## Problem details
Please restate, word for word, the lines below that begin at the one with "and environment overrides." and end at the one with "fs::create_dir_all(data_dir)?;". Leave out all other lines.

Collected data
- Opening Delimiter -
use std::fs;
use std::path::{Path, PathBuf};

use directories::ProjectDirs;
use serde::{Deserialize, Serialize};
use vocab_core::ReviewConfig;

use crate::error::{DbError, DbResult};
use crate::sqlite::SqliteStore;

const CONFIG_FILE: &str = "config.toml";
const DB_FILE: &str = "words.db";

#[derive(Debug, Clone, Default, Serialize, Deserialize, PartialEq)]
#[serde(default)]
pub struct AppConfig {
    pub review: ReviewConfig,
    pub database: DatabaseConfig,
}

#[derive(Debug, Clone, Default, Serialize, Deserialize, PartialEq)]
#[serde(default)]
pub struct DatabaseConfig {
    /// Defaults to `words.db` inside the data directory.
    pub path: Option<PathBuf>,
}

pub fn default_data_dir() -> PathBuf {
    ProjectDirs::from("com", "vocab", "Vocab")
        .map(|dirs| dirs.data_local_dir().to_path_buf())
        .unwrap_or_else(|| PathBuf::from("./data"))
}

impl AppConfig {
    /// Reads the config file, writing one with defaults if it does not exist yet.
    pub fn load(path: &Path) -> DbResult<Self> {
        if path.exists() {
            let content = fs::read_to_string(path)?;
            Ok(toml::from_str(&content)?)
        } else {
            let config = AppConfig::default();
            if let Some(parent) = path.parent() {
                fs::create_dir_all(parent)?;
            }
            fs::write(path, toml::to_string_pretty(&config)?)?;
            log::info!("wrote default config to {}", path.display());
            Ok(config)
        }
    }

    /// Loads `config.toml` from `data_dir`, then applies `.env` and environment overrides.
    pub fn bootstrap(data_dir: &Path) -> DbResult<Self> {
        fs::create_dir_all(data_dir)?;
        let mut config = Self::load(&data_dir.join(CONFIG_FILE))?;
        if let Err(err) = dotenvy::dotenv() {
            if !err.not_found() {
                log::warn!("ignoring unreadable .env file: {err}");
            }
        }
        config.apply_overrides(|key| std::env::var(key).ok())?;
        Ok(config)
    }

    pub fn apply_overrides(&mut self, lookup: impl Fn(&str) -> Option<String>) -> DbResult<()> {
        if let Some(path) = lookup("VOCAB_DB_PATH") {
            self.database.path = Some(PathBuf::from(path));
        }
        if let Some(value) = lookup("VOCAB_UTC_OFFSET_MINUTES") {
            let value = value.trim();
            self.review.utc_offset_minutes = if value.eq_ignore_ascii_case("local") {
                None
            } else {
                Some(value.parse().map_err(|_| {
                    DbError::Config(format!(
                        "VOCAB_UTC_OFFSET_MINUTES must be an integer or 'local', got '{value}'"
                    ))
                })?)
            };
        }
        if let Some(value) = lookup("VOCAB_RECOMMENDED_USES_SCOPE") {
            self.review.recommended_uses_scope = match value.trim().to_ascii_lowercase().as_str() {
                "1" | "true" | "yes" => true,
                "0" | "false" | "no" => false,
                other => {
                    return Err(DbError::Config(format!(
                        "VOCAB_RECOMMENDED_USES_SCOPE must be true or false, got '{other}'"
                    )));
                }
            };
        }
        Ok(())
    }

    pub fn database_path(&self, data_dir: &Path) -> PathBuf {
        self.database
            .path
            .clone()
            .unwrap_or_else(|| data_dir.join(DB_FILE))
    }

    /// Opens and initializes the configured database.
    pub fn open_store(&self, data_dir: &Path) -> DbResult<SqliteStore> {
        let path = self.database_path(data_dir);
        if let Some(parent) = path.parent() {
            fs::create_dir_all(parent)?;
        }
        let store = SqliteStore::open(&path)?;
        store.init()?;
        Ok(store)
    }
}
- Closing Delimiter -
## Response below
    /// Loads `config.toml` from `data_dir`, then applies `.env` and environment overrides.
    pub fn bootstrap(data_dir: &Path) -> DbResult<Self> {
        fs::create_dir_all(data_dir)?;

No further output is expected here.